Filling in the blank spots on the research map

With the help of a Wallenberg Scholar grant, materials researcher Lars Hultman is examining trickier groups of materials than before. A grant extension will enable him to go even further. He is using untested combinations of elements to create materials with unique and unexpected properties.

Lars Hultman

Professor of Thin Film Physics

Wallenberg Scholar 

Institution: 
Linköping University

Research field:
Materials science and nanotechnology

Hultman is Professor of Thin Film Physics at Linköping University, and researches on functional ceramics. Ceramics are materials that can withstand high temperatures and hostile chemical environments. “Functional” means they have useful properties, for example in electronics. Hultman spent many years researching into nitrides – compounds of metals and nitrogen. He tested various metals, and saw how the atoms arranged themselves into spontaneous patterns. They could form nanoscale chessboard patterns, spots or needles. Once, the pattern of a labyrinth formed.

“You think – ‘Wow’! I was studying the unknown, and found something else unknown. One key element of our work is to open the doors to allow discovery of whatever new materials may be out there,” Hultman says.

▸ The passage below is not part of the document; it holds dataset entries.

//! Network Layer
//!
//! WebSocket transport, connection bookkeeping and session coordination.
//! Every game rule lives in `game/`; this layer only decides who hears what
//! and when.

pub mod protocol;
pub mod registry;
pub mod server;
pub mod session;

pub use protocol::{ClientMessage, Role, ServerMessage, RESTART_NOTICE};
pub use registry::{ConnectionHandle, ConnectionId, ConnectionRegistry, SendError};
pub use server::{ConfigError, GameServer, GameServerError, ServerConfig};
pub use session::{SessionConfig, SessionCoordinator, SessionError, TimerHandle};
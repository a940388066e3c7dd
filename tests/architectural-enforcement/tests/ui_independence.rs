//! The conversation core knows nothing about terminals

use std::fs;

use architectural_enforcement::{scan_production_code, workspace_root};

const UI_CRATES: [&str; 2] = ["ratatui", "crossterm"];

#[test]
fn test_core_manifest_has_no_ui_dependencies() {
    let manifest = fs::read_to_string(workspace_root().join("core").join("Cargo.toml"))
        .expect("core/Cargo.toml should be readable");

    for name in UI_CRATES {
        assert!(
            !manifest.contains(name),
            "core/Cargo.toml depends on {name}"
        );
    }
}

#[test]
fn test_core_sources_do_not_use_ui_crates() {
    let core_src = workspace_root().join("core").join("src");
    let patterns: Vec<String> = UI_CRATES.iter().map(|name| format!("{name}::")).collect();
    let patterns: Vec<&str> = patterns.iter().map(String::as_str).collect();

    let violations = scan_production_code(&core_src, &patterns);
    assert!(
        violations.is_empty(),
        "UI crates used in core:\n{}",
        violations
            .iter()
            .map(ToString::to_string)
            .collect::<Vec<_>>()
            .join("\n")
    );
}
//! Exchange lifecycle tests
//!
//! These drive a `Chat` end to end against scripted in-memory backends and
//! check what a surface would observe:
//! - single-flight submissions
//! - local rejection of empty input
//! - question/answer round trips and the history sent with each question
//! - recovery from transport failures
//! - cancellation of a running reveal
//! - stale completions after a reset

use std::collections::VecDeque;
use std::sync::Arc;
use std::time::Duration;

use async_trait::async_trait;
use parking_lot::Mutex;
use pretty_assertions::assert_eq;
use tokio::sync::{mpsc, Semaphore};

use lolgpt_core::{
    AnswerBackend, AskRequest, Chat, ChatMessage, ChatOptions, ChatState, Message, SubmitError,
    TransportError,
};

// =============================================================================
// Scripted backend
// =============================================================================

struct Inner {
    replies: Mutex<VecDeque<Result<String, TransportError>>>,
    requests: Mutex<Vec<AskRequest>>,
    gate: Option<Semaphore>,
}

/// Answers from a script, optionally holding each answer until released
#[derive(Clone)]
struct ScriptedBackend {
    inner: Arc<Inner>,
}

impl ScriptedBackend {
    fn new(replies: Vec<Result<String, TransportError>>) -> Self {
        Self::build(replies, None)
    }

    fn gated(replies: Vec<Result<String, TransportError>>) -> Self {
        Self::build(replies, Some(Semaphore::new(0)))
    }

    fn build(replies: Vec<Result<String, TransportError>>, gate: Option<Semaphore>) -> Self {
        Self {
            inner: Arc::new(Inner {
                replies: Mutex::new(replies.into()),
                requests: Mutex::new(Vec::new()),
                gate,
            }),
        }
    }

    fn release(&self) {
        if let Some(ref gate) = self.inner.gate {
            gate.add_permits(1);
        }
    }

    fn calls(&self) -> usize {
        self.inner.requests.lock().len()
    }

    fn requests(&self) -> Vec<AskRequest> {
        self.inner.requests.lock().clone()
    }
}

#[async_trait]
impl AnswerBackend for ScriptedBackend {
    fn name(&self) -> &str {
        "Scripted"
    }

    async fn ask(&self, request: &AskRequest) -> Result<String, TransportError> {
        self.inner.requests.lock().push(request.clone());

        if let Some(ref gate) = self.inner.gate {
            gate.acquire().await.map(|permit| permit.forget()).ok();
        }

        self.inner
            .replies
            .lock()
            .pop_front()
            .unwrap_or_else(|| Err(TransportError::Network("script exhausted".to_string())))
    }
}

// =============================================================================
// Helpers
// =============================================================================

fn options() -> ChatOptions {
    ChatOptions {
        reveal_interval: Duration::from_millis(1),
        ..Default::default()
    }
}

fn chat(
    backend: &ScriptedBackend,
) -> (Chat<ScriptedBackend>, mpsc::UnboundedReceiver<ChatMessage>) {
    let (tx, rx) = mpsc::unbounded_channel();
    (Chat::new(backend.clone(), options(), tx), rx)
}

fn drain(rx: &mut mpsc::UnboundedReceiver<ChatMessage>) -> Vec<ChatMessage> {
    let mut out = Vec::new();
    while let Ok(msg) = rx.try_recv() {
        out.push(msg);
    }
    out
}

fn progress(messages: &[ChatMessage]) -> Vec<String> {
    messages
        .iter()
        .filter_map(|msg| match msg {
            ChatMessage::RevealProgress { partial, .. } => Some(partial.clone()),
            _ => None,
        })
        .collect()
}

async fn run_until_idle(chat: &mut Chat<ScriptedBackend>) {
    while chat.is_pending() {
        chat.wait().await;
    }
}

// =============================================================================
// Submission
// =============================================================================

#[tokio::test]
async fn test_second_submit_while_pending_is_rejected() {
    let backend = ScriptedBackend::gated(vec![Ok("Go Ahri.".to_string())]);
    let (mut chat, _rx) = chat(&backend);

    assert!(chat.submit("Who should I play mid?").is_ok());
    assert_eq!(
        chat.submit("Actually, top?"),
        Err(SubmitError::ConcurrentSubmission)
    );
    assert_eq!(chat.conversation(), &[Message::user("Who should I play mid?")]);

    backend.release();
    run_until_idle(&mut chat).await;

    assert_eq!(backend.calls(), 1);
    assert_eq!(
        chat.conversation(),
        &[
            Message::user("Who should I play mid?"),
            Message::assistant("Go Ahri."),
        ]
    );
}

#[tokio::test]
async fn test_rejected_while_revealing() {
    let backend = ScriptedBackend::new(vec![Ok("A long answer".to_string())]);
    let (mut chat, _rx) = chat(&backend);

    chat.submit("Q").unwrap();
    while chat.state() != ChatState::Revealing {
        chat.wait().await;
    }

    assert_eq!(chat.submit("Q2"), Err(SubmitError::ConcurrentSubmission));
    run_until_idle(&mut chat).await;
    assert_eq!(chat.conversation().len(), 2);
}

#[tokio::test]
async fn test_empty_input_touches_nothing() {
    let backend = ScriptedBackend::new(vec![]);
    let (mut chat, mut rx) = chat(&backend);

    assert_eq!(chat.submit(""), Err(SubmitError::EmptyInput));
    assert_eq!(chat.submit("  \n\t "), Err(SubmitError::EmptyInput));

    tokio::task::yield_now().await;
    assert!(!chat.poll());

    assert!(chat.conversation().is_empty());
    assert!(!chat.is_pending());
    assert_eq!(backend.calls(), 0);
    assert!(drain(&mut rx).is_empty());
}

// =============================================================================
// Round trips
// =============================================================================

#[tokio::test]
async fn test_round_trip_appends_question_then_answer() {
    let backend = ScriptedBackend::new(vec![
        Ok("Jinx.".to_string()),
        Ok("Thresh.".to_string()),
    ]);
    let (mut chat, _rx) = chat(&backend);

    chat.submit("Best ADC?").unwrap();
    run_until_idle(&mut chat).await;

    let accepted = chat.submit("Best support?").unwrap();
    assert_eq!(accepted.history_len, 3);
    run_until_idle(&mut chat).await;

    assert_eq!(
        chat.conversation(),
        &[
            Message::user("Best ADC?"),
            Message::assistant("Jinx."),
            Message::user("Best support?"),
            Message::assistant("Thresh."),
        ]
    );

    let requests = backend.requests();
    assert_eq!(requests.len(), 2);
    assert_eq!(requests[0].question, "Best ADC?");
    assert_eq!(requests[0].history.messages(), &[Message::user("Best ADC?")]);
    assert_eq!(requests[1].question, "Best support?");
    assert_eq!(
        requests[1].history.messages(),
        &[
            Message::user("Best ADC?"),
            Message::assistant("Jinx."),
            Message::user("Best support?"),
        ]
    );
}

#[tokio::test]
async fn test_surface_sees_ordered_exchange() {
    let backend = ScriptedBackend::new(vec![Ok("ok".to_string())]);
    let (mut chat, mut rx) = chat(&backend);

    let accepted = chat.submit("ff?").unwrap();
    run_until_idle(&mut chat).await;

    let exchange = accepted.exchange;
    assert_eq!(
        drain(&mut rx),
        vec![
            ChatMessage::Appended {
                index: 0,
                message: Message::user("ff?"),
            },
            ChatMessage::Typing { active: true },
            ChatMessage::State {
                state: ChatState::AwaitingAnswer,
            },
            ChatMessage::State {
                state: ChatState::Revealing,
            },
            ChatMessage::RevealProgress {
                exchange,
                partial: "o".to_string(),
            },
            ChatMessage::RevealProgress {
                exchange,
                partial: "ok".to_string(),
            },
            ChatMessage::Appended {
                index: 1,
                message: Message::assistant("ok"),
            },
            ChatMessage::Typing { active: false },
            ChatMessage::State {
                state: ChatState::Ready,
            },
        ]
    );
}

#[tokio::test]
async fn test_multibyte_answer_reveals_whole_characters() {
    let backend = ScriptedBackend::new(vec![Ok("né🙂".to_string())]);
    let (mut chat, mut rx) = chat(&backend);

    chat.submit("emoji?").unwrap();
    run_until_idle(&mut chat).await;

    assert_eq!(
        progress(&drain(&mut rx)),
        vec!["n".to_string(), "né".to_string(), "né🙂".to_string()]
    );
    assert_eq!(chat.conversation()[1], Message::assistant("né🙂"));
}

#[tokio::test]
async fn test_empty_answer_commits_without_progress() {
    let backend = ScriptedBackend::new(vec![Ok(String::new())]);
    let (mut chat, mut rx) = chat(&backend);

    chat.submit("anything?").unwrap();
    run_until_idle(&mut chat).await;

    assert!(progress(&drain(&mut rx)).is_empty());
    assert_eq!(
        chat.conversation(),
        &[Message::user("anything?"), Message::assistant("")]
    );
    assert!(!chat.typing());
}

// =============================================================================
// Failures
// =============================================================================

#[tokio::test]
async fn test_transport_error_keeps_question_and_recovers() {
    let backend = ScriptedBackend::new(vec![
        Err(TransportError::Status {
            status: 400,
            message: "No question provided".to_string(),
        }),
        Ok("Second time lucky.".to_string()),
    ]);
    let (mut chat, mut rx) = chat(&backend);

    let first = chat.submit("Q1").unwrap();
    run_until_idle(&mut chat).await;

    assert_eq!(chat.conversation(), &[Message::user("Q1")]);
    assert!(!chat.typing());
    assert_eq!(chat.state(), ChatState::Ready);
    assert_eq!(
        chat.last_error(),
        Some("Answer service returned 400: No question provided")
    );

    let messages = drain(&mut rx);
    assert!(messages.contains(&ChatMessage::Error {
        exchange: first.exchange,
        error: "Answer service returned 400: No question provided".to_string(),
    }));
    assert!(progress(&messages).is_empty());

    // The gate is usable again and the error clears on the next exchange
    chat.submit("Q2").unwrap();
    assert_eq!(chat.last_error(), None);
    run_until_idle(&mut chat).await;

    assert_eq!(
        chat.conversation(),
        &[
            Message::user("Q1"),
            Message::user("Q2"),
            Message::assistant("Second time lucky."),
        ]
    );
    assert_eq!(backend.calls(), 2);
}

// =============================================================================
// Cancellation
// =============================================================================

#[tokio::test(start_paused = true)]
async fn test_shutdown_after_ticks_stops_reveal() {
    let backend = ScriptedBackend::new(vec![Ok("Baron is up".to_string())]);
    let (tx, mut rx) = mpsc::unbounded_channel();
    let mut chat = Chat::new(
        backend.clone(),
        ChatOptions {
            reveal_interval: Duration::from_millis(15),
            ..Default::default()
        },
        tx,
    );

    chat.submit("Objectives?").unwrap();

    let mut seen = Vec::new();
    while seen.len() < 3 {
        chat.wait().await;
        seen.extend(progress(&drain(&mut rx)));
    }
    assert_eq!(seen, vec!["B", "Ba", "Bar"]);
    assert_eq!(chat.pending().map(|p| p.cursor()), Some(3));

    chat.shutdown();
    tokio::time::sleep(Duration::from_secs(1)).await;
    chat.poll();

    let after = drain(&mut rx);
    assert!(progress(&after).is_empty());
    assert!(!after
        .iter()
        .any(|msg| matches!(msg, ChatMessage::Appended { .. })));
    assert_eq!(chat.conversation(), &[Message::user("Objectives?")]);
    assert_eq!(chat.state(), ChatState::ShuttingDown);
}

#[tokio::test(start_paused = true)]
async fn test_reset_before_first_tick() {
    let backend = ScriptedBackend::new(vec![Ok("gg".to_string())]);
    let (mut chat, mut rx) = chat(&backend);

    chat.submit("ff at 15?").unwrap();
    while chat.state() != ChatState::Revealing {
        chat.wait().await;
    }
    chat.reset();
    drain(&mut rx);

    tokio::time::sleep(Duration::from_secs(1)).await;
    chat.poll();

    assert!(drain(&mut rx).is_empty());
    assert!(chat.conversation().is_empty());
}

#[tokio::test]
async fn test_late_answer_after_reset_is_ignored() {
    let backend = ScriptedBackend::gated(vec![
        Ok("stale".to_string()),
        Ok("fresh".to_string()),
    ]);
    let (mut chat, mut rx) = chat(&backend);

    chat.submit("old question").unwrap();
    chat.reset();
    assert!(!chat.is_pending());

    // The old request completes after the reset
    backend.release();
    tokio::time::sleep(Duration::from_millis(50)).await;
    chat.poll();

    assert!(chat.conversation().is_empty());
    let messages = drain(&mut rx);
    assert!(matches!(
        messages.last(),
        Some(ChatMessage::SessionReset { .. })
    ));

    // A new exchange in the new session works normally
    chat.submit("new question").unwrap();
    backend.release();
    run_until_idle(&mut chat).await;

    assert_eq!(
        chat.conversation(),
        &[Message::user("new question"), Message::assistant("fresh")]
    );
    assert_eq!(
        backend.requests()[1].history.messages(),
        &[Message::user("new question")]
    );
}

Large-scale applications for the new materials include hard coatings for industrial tools, integrated computer circuits, and LEDs.

Raising the bar with fresh funding

In 2011 Hultman was chosen as a Wallenberg Scholar by Knut and Alice Wallenberg Foundation. The grant he received enabled him to take on new challenges. He took a break from nitrides, and turned to more complex carbides and oxides, compounds of metals and carbon or oxygen, which were more difficult to synthesize and study.

“The Foundation has said quite clearly that we are welcome to fail. If we don’t risk failing, we won’t have tried. These are inspiring words,” Hultman comments.

His team has broken new ground in this field, and remains a world leader in developing ultra-thin films, known as nanolaminates, from the new ceramics – but now as layered atomic structures including a metal. These hybrid materials are usually referred to as MAX phases, where the three letters stand for the three kinds of atom in each layer.

When Hultman was approaching the end of his time as a Scholar, he applied for an extension.

“But it’s no good just saying you’re going to do more, or even the same thing better. You have to do something new. So I thought ‘what should we have a go at now that’s even more difficult than what we’ve already done?’”

The answer was borides – compounds of metals and boron. Hultman describes them as a blank spot on the map of materials research. When a new material is developed, help is often available in the form of phase diagrams and tables of properties indicating what the probable result will be. But at present there is virtually no data at all on the combinations of elements that Hultman is studying. So the researchers in his team needed to make theoretical studies of how different metals would react with boron atoms. There were several completely unexpected outcomes, which led to experiments creating new borides for the first time.

“It’s great to have discovered not just one, but a handful of completely new materials, displaying unique physical properties.”

New instruments and methods needed

Completely new analytical instruments will be needed so the researchers can understand the innovative new materials. Hultman’s research team are therefore enhancing and customizing their materials lab, and often travel to other academic or research institutions to use additional equipment there. Development of methodologies is also central to their work. Among other things, the team has created new electron microscopy techniques, and supercomputer-supported calculation and simulation models.

“We also want to try increasing the number of elements reacting with each other. This may involve three, four or five metals mixed with boron, nitrogen, oxygen and carbon, or all at once. This may give us new materials that are even harder, and resist corrosion even better than current options, and that can be used in ever more demanding environments, such as those with extremely high temperatures,” Hultman says.

Less administration = more time for research

For some years now, Hultman has also been CEO of the Swedish Foundation for Strategic Research, a full-time job based in Stockholm. His position allows him to continue his research.

“The research is going really well. I think it’s because I no longer have to shoulder the administrative burden in the university department. I have reduced the number of PhD students, and focus more on postdocs and guest researchers.”

It is only in recent years that Hultman has begun to have articles published in some of the most influential scientific journals: Nature Communications and Nature Materials. He reflects over why his articles have begun to be accepted:

“It’s probably a combination of having researched for so long, and the fact that we are reaping the rewards of the materials science lab we have built in Linköping. But I’ve also started to think more about how and for whom I’m writing – the interest that people in other fields may have in our findings. I try to identify a broader context and create a narrative in which the details are also interesting. There’s quite simply no better way to describe a new material.”